Divine Energy by John Skepp

Read Divine Energy Here

JOHN SKEPP was born in 1675. It is recorded in Joseph Hussey's Diary that John Skepp was 'converted thoroughly' to Christ under Hussey's preaching and, initially, became a member of the Congregational Church in Cambridge under Mr. Hussey's care. At what time or under what circumstances John Skepp became a Baptist we have not been able to discover but he was eventually, according to further notes in Hussey's Diary, 'dismissed to be the Pastor of an Anabaptist church in London.' It appears that Mr. Skepp, was settled as pastor of the Particular Baptist congregation meeting at Curriers' Hall, Cripplegate, about 1710. Compare: Volume 3, Page 262 in Joseph Ivimey's, A History of the English Baptists, (London: Holdsworth and Ball, 1830) with Page 134 in A. C. Underwood's, A History of the English Baptists. (London: The Baptist Union Publication Department, 1947). According to Mr. Skepp himself, the foundation of this Curriers' Hall congregation, as to gospel order, 'was skillfully laid in the very beginning of troublesome times, by the indefatigable pains and care of that eminent servant of, and sufferer for Christ, Mr. Hanserd Knollys; and their walls were beautified by the labors of that evangelic son of consolation, Mr. Robert Steed.' Pages 256. Bunhill Memorials. Sacred Reminiscences of Three Hundred Ministers and other Persons of Note, Who are Buried in Bunhill Fields. J. A. Jones, Editor. (London: James Paul, 1849).
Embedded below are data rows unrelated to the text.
use super::events::{CallEvent, CallResult, GuardEvent, TransitionEvent};
use crate::circuit_breaker::CircuitState;
use std::collections::VecDeque;
use std::convert::Infallible;
use std::fmt;
use std::future::Future;
use std::pin::Pin;
use std::sync::atomic::{AtomicU64, Ordering};
use std::sync::{Arc, Mutex, MutexGuard, PoisonError};
use std::task::{Context, Poll};
use tower::{Service, ServiceExt};

type SinkFuture<E> = Pin<Box<dyn Future<Output = Result<(), E>> + Send>>;

const LOG_TARGET: &str = "geoguard::telemetry";

/// Destination for [`GuardEvent`]s.
///
/// Any cloneable `tower::Service<GuardEvent>` qualifies; the breaker and the
/// guard clone the sink per event and drive it with [`emit_best_effort`].
pub trait TelemetrySink:
    Service<GuardEvent, Response = (), Error = Self::SinkError> + Clone + Send + 'static
{
    /// Error the sink reports when it cannot take an event.
    type SinkError: std::error::Error + Send + 'static;
}

/// Hands `event` to `sink`, waiting for readiness first. Readiness and call
/// errors are dropped; telemetry never fails a guarded call.
pub async fn emit_best_effort<S>(sink: S, event: GuardEvent)
where
    S: Service<GuardEvent, Response = ()> + Send + Clone + 'static,
    S::Error: std::error::Error + Send + 'static,
    S::Future: Send + 'static,
{
    if let Err(error) = sink.oneshot(event).await {
        tracing::trace!(target: LOG_TARGET, %error, "telemetry event dropped");
    }
}

/// Discards every event. Default sink of the breaker and the guard.
#[derive(Clone, Copy, Debug, Default)]
pub struct NullSink;

impl Service<GuardEvent> for NullSink {
    type Response = ();
    type Error = Infallible;
    type Future = std::future::Ready<Result<(), Infallible>>;

    fn poll_ready(&mut self, _cx: &mut Context<'_>) -> Poll<Result<(), Self::Error>> {
        Poll::Ready(Ok(()))
    }

    fn call(&mut self, _event: GuardEvent) -> Self::Future {
        std::future::ready(Ok(()))
    }
}

impl TelemetrySink for NullSink {
    type SinkError = Infallible;
}

/// Writes events to `tracing` under the `geoguard::telemetry` target.
///
/// A circuit opening is a warning, other transitions are info. Failed and
/// rejected calls log at debug, successes at trace.
#[derive(Clone, Copy, Debug, Default)]
pub struct LogSink;

impl LogSink {
    fn log_transition(event: &TransitionEvent) {
        let TransitionEvent { service, from, to, reason } = event;
        if *to == CircuitState::Open {
            tracing::warn!(target: LOG_TARGET, %service, %from, %to, ?reason, "circuit opened");
        } else {
            tracing::info!(target: LOG_TARGET, %service, %from, %to, ?reason, "circuit state changed");
        }
    }

    fn log_call(event: &CallEvent) {
        let CallEvent { service, result, duration } = event;
        match result {
            CallResult::Success => {
                tracing::trace!(target: LOG_TARGET, %service, ?duration, "call succeeded")
            }
            CallResult::Failure { category, counted } => {
                tracing::debug!(target: LOG_TARGET, %service, %category, counted, ?duration, "call failed")
            }
            CallResult::Panicked => {
                tracing::debug!(target: LOG_TARGET, %service, ?duration, "call panicked")
            }
            CallResult::Rejected(rejection) => {
                tracing::debug!(target: LOG_TARGET, %service, ?rejection, "call rejected by circuit")
            }
            CallResult::RateLimited { window } => {
                tracing::debug!(target: LOG_TARGET, %service, %window, "call rate limited")
            }
        }
    }
}

impl Service<GuardEvent> for LogSink {
    type Response = ();
    type Error = Infallible;
    type Future = std::future::Ready<Result<(), Infallible>>;

    fn poll_ready(&mut self, _cx: &mut Context<'_>) -> Poll<Result<(), Self::Error>> {
        Poll::Ready(Ok(()))
    }

    fn call(&mut self, event: GuardEvent) -> Self::Future {
        match &event {
            GuardEvent::Transition(transition) => Self::log_transition(transition),
            GuardEvent::Call(call) => Self::log_call(call),
        }
        std::future::ready(Ok(()))
    }
}

impl TelemetrySink for LogSink {
    type SinkError = Infallible;
}

/// Ring buffer of recent events, shared between clones.
///
/// Once full, the oldest event is evicted for each new one.
#[derive(Clone, Debug)]
pub struct MemorySink {
    events: Arc<Mutex<VecDeque<GuardEvent>>>,
    capacity: usize,
    evicted: Arc<AtomicU64>,
}

impl MemorySink {
    /// Buffer holding the last 10 000 events.
    pub fn new() -> Self {
        Self::with_capacity(10_000)
    }

    /// Buffer holding the last `capacity` events (at least one).
    pub fn with_capacity(capacity: usize) -> Self {
        let capacity = capacity.max(1);
        Self {
            events: Arc::new(Mutex::new(VecDeque::with_capacity(capacity.min(1_024)))),
            capacity,
            evicted: Arc::new(AtomicU64::new(0)),
        }
    }

    fn lock(&self) -> MutexGuard<'_, VecDeque<GuardEvent>> {
        self.events.lock().unwrap_or_else(PoisonError::into_inner)
    }

    /// Every buffered event, oldest first.
    pub fn events(&self) -> Vec<GuardEvent> {
        self.lock().iter().cloned().collect()
    }

    /// Buffered call events, oldest first.
    pub fn calls(&self) -> Vec<CallEvent> {
        self.lock()
            .iter()
            .filter_map(|event| match event {
                GuardEvent::Call(call) => Some(call.clone()),
                GuardEvent::Transition(_) => None,
            })
            .collect()
    }

    /// Buffered transition events, oldest first.
    pub fn transitions(&self) -> Vec<TransitionEvent> {
        self.lock()
            .iter()
            .filter_map(|event| match event {
                GuardEvent::Transition(transition) => Some(transition.clone()),
                GuardEvent::Call(_) => None,
            })
            .collect()
    }

    /// The states one service's circuit moved through, in order.
    pub fn state_path(&self, service: &str) -> Vec<CircuitState> {
        self.lock()
            .iter()
            .filter_map(|event| match event {
                GuardEvent::Transition(t) if t.service == service => Some(t.to),
                _ => None,
            })
            .collect()
    }

    pub fn clear(&self) {
        self.lock().clear();
    }

    /// Events currently buffered.
    pub fn len(&self) -> usize {
        self.lock().len()
    }

    pub fn is_empty(&self) -> bool {
        self.lock().is_empty()
    }

    /// Events dropped to make room since creation.
    pub fn evicted(&self) -> u64 {
        self.evicted.load(Ordering::Relaxed)
    }

    fn push(&self, event: GuardEvent) {
        let mut events = self.lock();
        if events.len() >= self.capacity {
            events.pop_front();
            self.evicted.fetch_add(1, Ordering::Relaxed);
        }
        events.push_back(event);
    }
}

impl Default for MemorySink {
    fn default() -> Self {
        Self::new()
    }
}

impl Service<GuardEvent> for MemorySink {
    type Response = ();
    type Error = Infallible;
    type Future = std::future::Ready<Result<(), Infallible>>;

    fn poll_ready(&mut self, _cx: &mut Context<'_>) -> Poll<Result<(), Self::Error>> {
        Poll::Ready(Ok(()))
    }

    fn call(&mut self, event: GuardEvent) -> Self::Future {
        self.push(event);
        std::future::ready(Ok(()))
    }
}

impl TelemetrySink for MemorySink {
    type SinkError = Infallible;
}

/// Sends circuit transitions and call events to different sinks.
///
/// Transitions are rare and worth keeping; call events arrive once per
/// request. A typical split logs transitions and buffers (or drops) calls:
///
/// ```rust
/// use geoguard::telemetry::{LogSink, MemorySink, SplitSink};
///
/// let calls = MemorySink::with_capacity(256);
/// let sink = SplitSink::new(LogSink, calls.clone());
/// # let _ = sink;
/// ```
#[derive(Clone, Debug)]
pub struct SplitSink<T, C> {
    transitions: T,
    calls: C,
}

impl<T, C> SplitSink<T, C> {
    /// Transitions go to `transitions`, call events to `calls`.
    pub fn new(transitions: T, calls: C) -> Self {
        Self { transitions, calls }
    }
}

impl<T> SplitSink<T, NullSink> {
    /// Keeps transitions only; call events are discarded.
    pub fn transitions_only(transitions: T) -> Self {
        Self::new(transitions, NullSink)
    }
}

impl<T, C> Service<GuardEvent> for SplitSink<T, C>
where
    T: TelemetrySink,
    T::Future: Send + 'static,
    C: TelemetrySink,
    C::Future: Send + 'static,
{
    type Response = ();
    type Error = SplitSinkError<T::SinkError, C::SinkError>;
    type Future = SinkFuture<Self::Error>;

    // Readiness is checked on the routed sink inside `call`.
    fn poll_ready(&mut self, _cx: &mut Context<'_>) -> Poll<Result<(), Self::Error>> {
        Poll::Ready(Ok(()))
    }

    fn call(&mut self, event: GuardEvent) -> Self::Future {
        match event {
            GuardEvent::Transition(_) => {
                let sink = self.transitions.clone();
                Box::pin(async move { sink.oneshot(event).await.map_err(SplitSinkError::Transitions) })
            }
            GuardEvent::Call(_) => {
                let sink = self.calls.clone();
                Box::pin(async move { sink.oneshot(event).await.map_err(SplitSinkError::Calls) })
            }
        }
    }
}

impl<T, C> TelemetrySink for SplitSink<T, C>
where
    T: TelemetrySink,
    T::Future: Send + 'static,
    C: TelemetrySink,
    C::Future: Send + 'static,
{
    type SinkError = SplitSinkError<T::SinkError, C::SinkError>;
}

/// Failure of one side of a [`SplitSink`].
#[derive(Debug)]
pub enum SplitSinkError<T, C> {
    /// The transition sink failed.
    Transitions(T),
    /// The call sink failed.
    Calls(C),
}

impl<T: fmt::Display, C: fmt::Display> fmt::Display for SplitSinkError<T, C> {
    fn fmt(&self, f: &mut fmt::Formatter<'_>) -> fmt::Result {
        match self {
            Self::Transitions(error) => write!(f, "transition sink failed: {}", error),
            Self::Calls(error) => write!(f, "call sink failed: {}", error),
        }
    }
}

impl<T, C> std::error::Error for SplitSinkError<T, C>
where
    T: std::error::Error + 'static,
    C: std::error::Error + 'static,
{
    fn source(&self) -> Option<&(dyn std::error::Error + 'static)> {
        match self {
            Self::Transitions(error) => Some(error),
            Self::Calls(error) => Some(error),
        }
    }
}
John Skepp did not have the advantage of a liberal education, yet, after he took to the ministry, by dint of great diligence and industry, he acquired a large share of knowledge in the languages in which the sacred scriptures were originally written, particularly the Hebrew, in which he took uncommon pains under the direction of a Jewish teacher; and he dipped pretty deeply into Rabbinical learning. Walter Wilson observed, "It was through his acquaintance with Mr. Skepp in the early period of his ministry that John Gill was encouraged to apply himself with diligence to oriental learning, in which he afterwards made so great a proficiency. Mr. Skepp dying within a year or two after Dr. Gill settled in London, he purchased most of Skepp's Hebrew and Rabbinical books, which were of great use to him in the prosecution of his studies." Volume 2, Pages 574. The History and Antiquities of the Dissenting Churches of London. (London: Wm. Button and Son, 1808). When John Gill was ordained to the pastorate on March 22, 1720, John Skepp was one of the participating ministers. Mr. Skepp asked the usual questions to the candidate and also preached a charge to the church, from Hebrews 13:17. Twenty-one months from this period, Skepp's ministerial labors were ended. We were unable to locate any existing account of Skepp's last days upon the earth. As one writer said, "His sun went down at noon, or soon after. He died December 1st, 1721, aged forty-six years."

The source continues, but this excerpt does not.